Más tarde, incuba el tejido en 200 a 500 microlitros de tampón de bloqueo durante 30 minutos. Para preparar la solución de tinción secundaria, agregue todos los anticuerpos secundarios a 200 a 500 mililitros de tampón de tinción con las concentraciones deseadas. Luego centrifugue la solución de tinción secundaria a 13, 000 veces G durante cinco minutos y use el sobrenadante si aparece precipitado.
A continuación, incube los tejidos en 200 a 500 microlitros de solución secundaria de anticuerpos a cuatro grados centígrados durante uno o dos días. Luego lave las diapositivas dos veces con 0.3 a 0.5% PBST a temperatura ambiente durante cinco minutos cada una. Además, incube con 200 a 500 microlitros de solución DAPI durante 30 minutos.
Una vez más, lave las diapositivas tres veces con PBS a temperatura ambiente durante cinco minutos cada una y transfiera las secciones de tejido flotantes a las diapositivas de vidrio con la pipeta de gota de vidrio. Extienda el pañuelo con un cepillo de pañuelos y limpie el entorno con toallitas si es necesario. Posteriormente, monte el tejido en una gota de reactivos antidesvanecimiento con una funda de vidrio y asegúrelo con esmalte de uñas.
Para realizar imágenes eprSRS multicanal, ajuste la potencia láser del haz de la bomba a 10 a 40 milivatios y el haz stokes a 40 a 80 milivatios en el panel de control láser. A continuación, establezca el tiempo de permanencia de píxeles en dos a cuatro microsegundos y utilice varios fotogramas con un promedio de 10 a 20 fotogramas en el software de microscopía. Además, ajuste las constantes de tiempo del amplificador de bloqueo a la mitad del tiempo de permanencia de píxeles.
Las imágenes de colorante Raman de distintos marcadores de proteínas y células HeLa fijas en la corteza cerebral del ratón fijadas en paraformaldehído y el tejido FFPE renal húmedo se realizaron a través del marcado inmunológico. Las imágenes inmuno-eprSRS de células HeLa con una alfa-tubulina revelaron estructuras subcelulares finas como los microtúbulos. Las imágenes eprSRS de astrocitos teñidos mars 2145 y neuronas granulosas cerebelosas teñidas MARS 2228 en tejido cerebral de ratón demostraron patrones tridimensionales con resolución subcelular.

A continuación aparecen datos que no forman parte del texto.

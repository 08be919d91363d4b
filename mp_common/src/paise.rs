use std::{
    fmt::Display,
    iter::Sum,
    ops::{Add, Mul, Neg, Sub, SubAssign},
};

use serde::{Deserialize, Serialize};
use sqlx::Type;
use thiserror::Error;

use crate::op;

pub const INR_CURRENCY_CODE: &str = "INR";
pub const INR_CURRENCY_CODE_LOWER: &str = "inr";

//--------------------------------------       Paise         ---------------------------------------------------------

/// A monetary amount in paise, the minor unit of the Indian rupee.
/// All ledger arithmetic happens on this integer type; rupee values only ever
/// appear at display boundaries.
#[derive(Debug, Clone, Copy, Default, Type, Ord, PartialOrd, Serialize, Deserialize)]
#[sqlx(transparent)]
pub struct Paise(i64);

op!(binary Paise, Add, add);
op!(binary Paise, Sub, sub);
op!(inplace Paise, SubAssign, sub_assign);
op!(unary Paise, Neg, neg);

impl Mul<i64> for Paise {
    type Output = Self;

    fn mul(self, rhs: i64) -> Self::Output {
        Self::from(self.value() * rhs)
    }
}

impl Sum for Paise {
    fn sum<I: Iterator<Item = Self>>(iter: I) -> Self {
        iter.fold(Self::default(), Add::add)
    }
}

#[derive(Debug, Clone, Error)]
#[error("Value cannot be represented in paise: {0}")]
pub struct PaiseConversionError(String);

impl From<i64> for Paise {
    fn from(value: i64) -> Self {
        Self(value)
    }
}

impl PartialEq for Paise {
    fn eq(&self, other: &Self) -> bool {
        self.0 == other.0
    }
}

impl Eq for Paise {}

impl TryFrom<u64> for Paise {
    type Error = PaiseConversionError;

    fn try_from(value: u64) -> Result<Self, Self::Error> {
        if value > i64::MAX as u64 {
            Err(PaiseConversionError(format!("Value {} is too large to convert to Paise", value)))
        } else {
            #[allow(clippy::cast_possible_wrap)]
            Ok(Self(value as i64))
        }
    }
}

impl Display for Paise {
    fn fmt(&self, f: &mut std::fmt::Formatter<'_>) -> std::fmt::Result {
        let sign = if self.0 < 0 { "-" } else { "" };
        let whole = self.0.abs();
        write!(f, "{sign}₹{}.{:02}", whole / 100, whole % 100)
    }
}

impl Paise {
    pub fn value(&self) -> i64 {
        self.0
    }

    pub fn from_rupees(rupees: i64) -> Self {
        Self(rupees * 100)
    }

    pub fn is_negative(&self) -> bool {
        self.0 < 0
    }
}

Se realizaron las imágenes en tándem de fluorescencia SRS de siete colores de hormonas y factores de transcripción en tejido de islotes de ratón congelados. Las imágenes obtenidas revelaron un buen contraste y patrones correctos. Se realizaron las imágenes en tándem de fluorescencia SRS de ocho colores de marcadores de tipo celular en tejidos cerebelosos de ratón fijados en paraformaldehído.
Se identificaron diferentes tipos de células, como las neuronas granulares cerebelosas, las neuronas de Purkinje, los astrocitos, los oligodendrocitos y las neuronas GABAérgicas. Este procedimiento se puede combinar aún más con la limpieza de tejidos para realizar imágenes de proteínas altamente multiplexadas en tejidos gruesos intactos. Nuestro grupo ha desarrollado un protocolo de limpieza de tejidos adaptado a tinte Raman para ello.